All emotions are Welcome
Understanding that I will not always get it right, that we are allowed to get things wrong, it is part of our learning process, that I will have off days, low mood days, times when my old wounds will be scratched days, times when my anxieties will rear up and smack me in the face days, times when I feel so freakin’ aligned, grounded, playful days. These won’t even be feelings that will last the whole day, it could be all of above in one day. Self love is about accepting each emotions, validating them, being compassionate and curious as to why I feel a certain way. Not judging myself too harshly. We can all be too quick to throw criticism and throw shame at ourself. All emotions are valid.
Movement
Our body needs movement, it doesn’t have to be anything grand, it could be something as simple as going out for a walk in the park, the woods, a quick 15 times full blown burpees, a quick all body moving dance in your kitchen, whilst waiting for that cupcake to bake. No matter how that looks like for you, make sure it serves to quicken your breath and that you are enjoying it and not seeing it as a chore.
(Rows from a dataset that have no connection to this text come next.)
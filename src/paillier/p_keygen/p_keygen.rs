use num_bigint::BigUint;
use num_traits::One;
use zeroize::Zeroize;
use crate::paillier::math::{gcd, lcm, mod_inverse, generate_prime};
use crate::crypto_error::CryptoError;

// Taille minimale du module n en production. En dessous de 512 bits la
// factorisation de n est à la portée d'un poste de travail.
pub const MIN_KEY_BITS: u64 = 512;

// ============================================================================
// Clé publique Paillier — pas de données secrètes, pas de zeroize nécessaire
// ============================================================================
#[derive(Clone, Debug, PartialEq)]
pub struct PublicKey {
    pub n:         BigUint,
    pub g:         BigUint,
    pub n_squared: BigUint,
}

// ============================================================================
// Helper : efface les octets internes d'un BigUint
// ============================================================================
fn zeroize_biguint(n: &mut BigUint) {
    let bits = n.bits() as usize;
    if bits > 0 {
        *n = BigUint::from_bytes_be(&vec![0u8; (bits + 7) / 8]);
    }
    *n = BigUint::default();
}

// ============================================================================
// Clé secrète Paillier — ZEROISÉE À LA DESTRUCTION
// ============================================================================
#[derive(Clone, Debug)]
pub struct SecretKey {
    pub lambda: BigUint,
    pub mu:     BigUint,
}

impl Zeroize for SecretKey {
    fn zeroize(&mut self) {
        zeroize_biguint(&mut self.lambda);
        zeroize_biguint(&mut self.mu);
    }
}

impl Drop for SecretKey {
    fn drop(&mut self) {
        self.zeroize();
    }
}

// ============================================================================
// État d'une paire de clés, vu de l'extérieur. Exactement deux états :
// Absent avant génération, Ready après — aucune autre transition.
// ============================================================================
#[derive(Clone, Copy, Debug, PartialEq, Eq)]
pub enum KeyStatus {
    Absent,
    Ready,
}

impl std::fmt::Display for KeyStatus {
    fn fmt(&self, f: &mut std::fmt::Formatter<'_>) -> std::fmt::Result {
        match self {
            KeyStatus::Absent => write!(f, "aucune clé générée"),
            KeyStatus::Ready  => write!(f, "prête"),
        }
    }
}

// Métadonnées de clé — lecture pure, aucune donnée secrète
#[derive(Clone, Debug, PartialEq)]
pub struct KeyInfo {
    pub bit_length:   u64,
    pub n_bit_length: u64,
    pub status:       KeyStatus,
}

// ============================================================================
// Paire de clés — immuable une fois construite, partageable en lecture
// entre threads sans verrou (aucune méthode ne mute les champs).
// ============================================================================
#[derive(Clone, Debug)]
pub struct KeyPair {
    pub bit_length: u64,
    pub public_key: PublicKey,
    pub secret_key: SecretKey,
}

impl KeyPair {
    /// Vue publique de la paire — seule partie sûre à diffuser
    pub fn public_key(&self) -> &PublicKey {
        &self.public_key
    }

    /// Métadonnées de la paire (tailles et état, jamais lambda/mu)
    pub fn key_info(&self) -> KeyInfo {
        KeyInfo {
            bit_length:   self.bit_length,
            n_bit_length: self.public_key.n.bits(),
            status:       KeyStatus::Ready,
        }
    }
}

// ============================================================================
// Génération de clés Paillier
//
// p et q font chacun nbits/2 bits, donc n = p·q fait nbits ou nbits-1 bits.
//
// g = n+1 est le choix canonique : (n+1)^m ≡ 1 + m·n (mod n²) par le binôme
// de Newton (les termes en n² s'annulent), donc L((n+1)^lambda mod n²)
// = lambda mod n et mu = lambda⁻¹ mod n se calcule sans aucun modpow.
// Cela supprime la boucle de recherche aléatoire de g et garantit la
// terminaison du keygen (hors tirage des premiers, plafonné par ailleurs).
// ============================================================================
pub fn p_keygen(nbits: u64) -> Result<KeyPair, CryptoError> {
    if nbits < MIN_KEY_BITS || nbits % 2 != 0 {
        return Err(CryptoError::InvalidKeySize {
            requested: nbits,
            minimum:   MIN_KEY_BITS,
        });
    }

    // Deux premiers distincts de nbits/2 bits chacun
    let p = generate_prime(nbits / 2)?;
    let mut q = generate_prime(nbits / 2)?;
    while p == q {
        q = generate_prime(nbits / 2)?;
    }

    let n         = &p * &q;
    let n_squared = &n * &n;

    let p_minus_1 = &p - BigUint::one();
    let q_minus_1 = &q - BigUint::one();

    let lambda = lcm(&p_minus_1, &q_minus_1)?;

    // Invariant : gcd(lambda, n) = 1 pour deux premiers authentiques de même
    // taille. Un échec ici signale un bug interne, pas une entrée invalide.
    if gcd(&lambda, &n) != BigUint::one() {
        return Err(CryptoError::KeyGenerationFailed);
    }

    let g = &n + BigUint::one();

    // Avec g = n+1 : L(g^lambda mod n²) = lambda mod n, donc
    // mu = lambda⁻¹ mod n directement.
    let mu = mod_inverse(&lambda, &n)
        .map_err(|_| CryptoError::KeyGenerationFailed)?;

    Ok(KeyPair {
        bit_length: nbits,
        public_key: PublicKey { n, g, n_squared },
        secret_key: SecretKey { lambda, mu },
    })
}

// ===========================================================================
// Tests unitaires
// ===========================================================================
#[cfg(test)]
mod tests {
    use super::*;
    use crate::paillier::test_support::test_keypair;

    #[test]
    fn test_keygen_rejects_small_size() {
        assert!(matches!(
            p_keygen(256),
            Err(CryptoError::InvalidKeySize { requested: 256, minimum: MIN_KEY_BITS })
        ));
    }

    #[test]
    fn test_keygen_rejects_odd_size() {
        assert!(matches!(
            p_keygen(513),
            Err(CryptoError::InvalidKeySize { .. })
        ));
    }

    #[test]
    fn test_keygen_invariants() {
        let kp = test_keypair();
        let n      = &kp.public_key.n;
        let lambda = &kp.secret_key.lambda;
        let mu     = &kp.secret_key.mu;

        // g = n+1, n_squared = n·n
        assert_eq!(kp.public_key.g, n + BigUint::one());
        assert_eq!(kp.public_key.n_squared, n * n);

        // gcd(lambda, n) = 1 et lambda·mu ≡ 1 (mod n)
        assert_eq!(gcd(lambda, n), BigUint::one());
        assert_eq!((lambda * mu) % n, BigUint::one());
    }

    #[test]
    fn test_keygen_modulus_size() {
        // Deux premiers de 256 bits → n fait 511 ou 512 bits
        let kp = test_keypair();
        let bits = kp.public_key.n.bits();
        assert!(bits == 512 || bits == 511, "n fait {bits} bits");
    }

    #[test]
    fn test_key_info_ready() {
        let kp = test_keypair();
        let info = kp.key_info();
        assert_eq!(info.bit_length, 512);
        assert_eq!(info.n_bit_length, kp.public_key.n.bits());
        assert_eq!(info.status, KeyStatus::Ready);
    }
}
use serde::{Serialize, Deserialize};
use std::fs;
use std::io;
use std::path::Path;
use num_bigint::BigUint;
use num_traits::Num;
use crate::paillier::p_keygen::{PublicKey, SecretKey, KeyPair};
use crate::crypto_error::CryptoError;

// ============================================================================
// Persistance JSON des clés — couche appelante, PAS le cœur cryptographique.
// Le cœur n'impose aucun format de fil ; ce module en choisit un : champs
// hexadécimaux majuscules dans du JSON lisible.
//
// Limites anti-DoS vérifiées AVANT toute opération coûteuse :
//   - taille du fichier lue via metadata avant fs::read_to_string
//     (un fichier de plusieurs Go tuerait le processus via l'OOM killer) ;
//   - longueur des champs hex avant from_str_radix
//     (conversion O(n²) en taille d'entrée — saturation CPU sinon).
// Dimensionné pour des modules jusqu'à 4096 bits : n_squared fait alors
// 8192 bits = 2048 caractères hex ; 3072 laisse une marge confortable.
// ============================================================================

/// Taille maximale d'un fichier de clés JSON en octets (32 Ko)
const MAX_KEY_FILE_BYTES: u64 = 32_768;

/// Longueur maximale d'un champ hexadécimal en caractères
const MAX_HEX_FIELD_LEN: usize = 3_072;

// ----------------------------------------------------------------------------
// Structures JSON
// ----------------------------------------------------------------------------

#[derive(Serialize, Deserialize, Debug, Clone)]
pub struct PublicKeyJson {
    pub n:         String,
    pub g:         String,
    pub n_squared: String,
}

#[derive(Serialize, Deserialize, Debug, Clone)]
pub struct SecretKeyJson {
    pub lambda: String,
    pub mu:     String,
}

#[derive(Serialize, Deserialize, Debug, Clone)]
pub struct KeyPairJson {
    pub bit_length: u64,
    pub public_key: PublicKeyJson,
    pub secret_key: SecretKeyJson,
}

// ----------------------------------------------------------------------------
// Conversion BigUint ↔ hexadécimal
// ----------------------------------------------------------------------------

pub fn biguint_to_hex(value: &BigUint) -> String {
    value.to_str_radix(16).to_uppercase()
}

/// Convertit une string hex en BigUint. La longueur du champ est vérifiée
/// AVANT la conversion pour éviter une allocation BigUint géante.
pub fn hex_to_biguint(hex_str: &str) -> Result<BigUint, CryptoError> {
    if hex_str.len() > MAX_HEX_FIELD_LEN {
        return Err(CryptoError::HexFieldTooLong {
            actual:  hex_str.len(),
            maximum: MAX_HEX_FIELD_LEN,
        });
    }
    BigUint::from_str_radix(hex_str, 16)
        .map_err(|_| CryptoError::HexParseError)
}

// ----------------------------------------------------------------------------
// Structures Rust → JSON
// ----------------------------------------------------------------------------

pub fn public_key_to_json(pk: &PublicKey) -> PublicKeyJson {
    PublicKeyJson {
        n:         biguint_to_hex(&pk.n),
        g:         biguint_to_hex(&pk.g),
        n_squared: biguint_to_hex(&pk.n_squared),
    }
}

pub fn keypair_to_json(kp: &KeyPair) -> KeyPairJson {
    KeyPairJson {
        bit_length: kp.bit_length,
        public_key: public_key_to_json(&kp.public_key),
        secret_key: SecretKeyJson {
            lambda: biguint_to_hex(&kp.secret_key.lambda),
            mu:     biguint_to_hex(&kp.secret_key.mu),
        },
    }
}

// ----------------------------------------------------------------------------
// JSON → structures Rust
// Cohérence structurelle vérifiée au chargement : n_squared == n·n.
// Protège contre les fichiers corrompus ou falsifiés — un n_squared faux
// produirait des chiffrés silencieusement indéchiffrables.
// ----------------------------------------------------------------------------

pub fn json_to_public_key(json: &PublicKeyJson) -> Result<PublicKey, CryptoError> {
    let n         = hex_to_biguint(&json.n)?;
    let g         = hex_to_biguint(&json.g)?;
    let n_squared = hex_to_biguint(&json.n_squared)?;

    if n_squared != &n * &n {
        return Err(CryptoError::KeyCoherenceError);
    }

    Ok(PublicKey { n, g, n_squared })
}

pub fn json_to_keypair(json: &KeyPairJson) -> Result<KeyPair, CryptoError> {
    Ok(KeyPair {
        bit_length: json.bit_length,
        public_key: json_to_public_key(&json.public_key)?,
        secret_key: SecretKey {
            lambda: hex_to_biguint(&json.secret_key.lambda)?,
            mu:     hex_to_biguint(&json.secret_key.mu)?,
        },
    })
}

// ----------------------------------------------------------------------------
// Lecture / écriture disque
// ----------------------------------------------------------------------------

// Taille du fichier vérifiée sur la métadonnée, sans ouvrir le contenu
fn check_file_size(filepath: &str) -> io::Result<()> {
    let meta = fs::metadata(filepath)?;
    if meta.len() > MAX_KEY_FILE_BYTES {
        return Err(io::Error::new(
            io::ErrorKind::InvalidData,
            format!(
                "Fichier de clés trop grand : {} octets (maximum : {} octets)",
                meta.len(),
                MAX_KEY_FILE_BYTES
            ),
        ));
    }
    Ok(())
}

pub fn save_keypair_json(kp: &KeyPair, filepath: &str) -> io::Result<()> {
    let json = serde_json::to_string_pretty(&keypair_to_json(kp))?;
    fs::write(filepath, json)
}

pub fn save_public_key_json(pk: &PublicKey, filepath: &str) -> io::Result<()> {
    let json = serde_json::to_string_pretty(&public_key_to_json(pk))?;
    fs::write(filepath, json)
}

pub fn load_keypair_json(filepath: &str) -> io::Result<KeyPair> {
    check_file_size(filepath)?;
    let raw  = fs::read_to_string(filepath)?;
    let json: KeyPairJson = serde_json::from_str(&raw)?;
    json_to_keypair(&json)
        .map_err(|e| io::Error::new(io::ErrorKind::InvalidData, e.to_string()))
}

pub fn load_public_key_json(filepath: &str) -> io::Result<PublicKey> {
    check_file_size(filepath)?;
    let raw  = fs::read_to_string(filepath)?;
    let json: PublicKeyJson = serde_json::from_str(&raw)?;
    json_to_public_key(&json)
        .map_err(|e| io::Error::new(io::ErrorKind::InvalidData, e.to_string()))
}

// ----------------------------------------------------------------------------
// Utilitaires
// ----------------------------------------------------------------------------

pub fn key_file_exists(filepath: &str) -> bool {
    Path::new(filepath).exists()
}

pub fn ensure_keys_directory(dir_path: &str) -> io::Result<()> {
    if !Path::new(dir_path).exists() {
        fs::create_dir_all(dir_path)?;
    }
    Ok(())
}

// ===========================================================================
// Tests unitaires
// ===========================================================================
#[cfg(test)]
mod tests {
    use super::*;

    // Paire factice, cohérente structurellement (n_squared = n·n) mais sans
    // valeur cryptographique — suffisant pour tester la sérialisation
    fn dummy_keypair() -> KeyPair {
        let n = BigUint::from(77u32);
        KeyPair {
            bit_length: 8,
            public_key: PublicKey {
                g:         &n + BigUint::from(1u32),
                n_squared: &n * &n,
                n,
            },
            secret_key: SecretKey {
                lambda: BigUint::from(30u32),
                mu:     BigUint::from(18u32),
            },
        }
    }

    #[test]
    fn test_hex_roundtrip() {
        let v = BigUint::from(0xDEADBEEFu64);
        assert_eq!(hex_to_biguint(&biguint_to_hex(&v)).unwrap(), v);
    }

    #[test]
    fn test_hex_field_too_long() {
        let huge = "F".repeat(MAX_HEX_FIELD_LEN + 1);
        assert!(matches!(
            hex_to_biguint(&huge),
            Err(CryptoError::HexFieldTooLong { .. })
        ));
    }

    #[test]
    fn test_hex_invalid_digit() {
        assert_eq!(hex_to_biguint("XYZ"), Err(CryptoError::HexParseError));
    }

    #[test]
    fn test_json_roundtrip_preserves_keypair() {
        let kp = dummy_keypair();
        let back = json_to_keypair(&keypair_to_json(&kp)).unwrap();
        assert_eq!(back.bit_length, kp.bit_length);
        assert_eq!(back.public_key, kp.public_key);
        assert_eq!(back.secret_key.lambda, kp.secret_key.lambda);
        assert_eq!(back.secret_key.mu, kp.secret_key.mu);
    }

    #[test]
    fn test_tampered_n_squared_rejected() {
        let mut json = keypair_to_json(&dummy_keypair());
        json.public_key.n_squared = "1234".to_string();
        assert_eq!(
            json_to_keypair(&json).unwrap_err(),
            CryptoError::KeyCoherenceError
        );
    }
}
This works so well in getting us unstuck to a particular thought process or reaffirming a mantra in your head.
Simply being
Stillness in the mind. A lot happens ALWAYS in our minds. It needs to have a break every now and then. And a break doesn’t mean we stop thinking, I mean a break from being the protagonist in your thoughts and being the observer instead. There are many forms of meditation that you can use as a tool. For me, I have found drumming, sound meditation, seven fold puja meditation practice and Kirtan chanting as a way to create space in my mind.
I’d probably add to this as I go along, but for now, those are my self love practice. I hope there is at least one in there that you could integrate for yourself.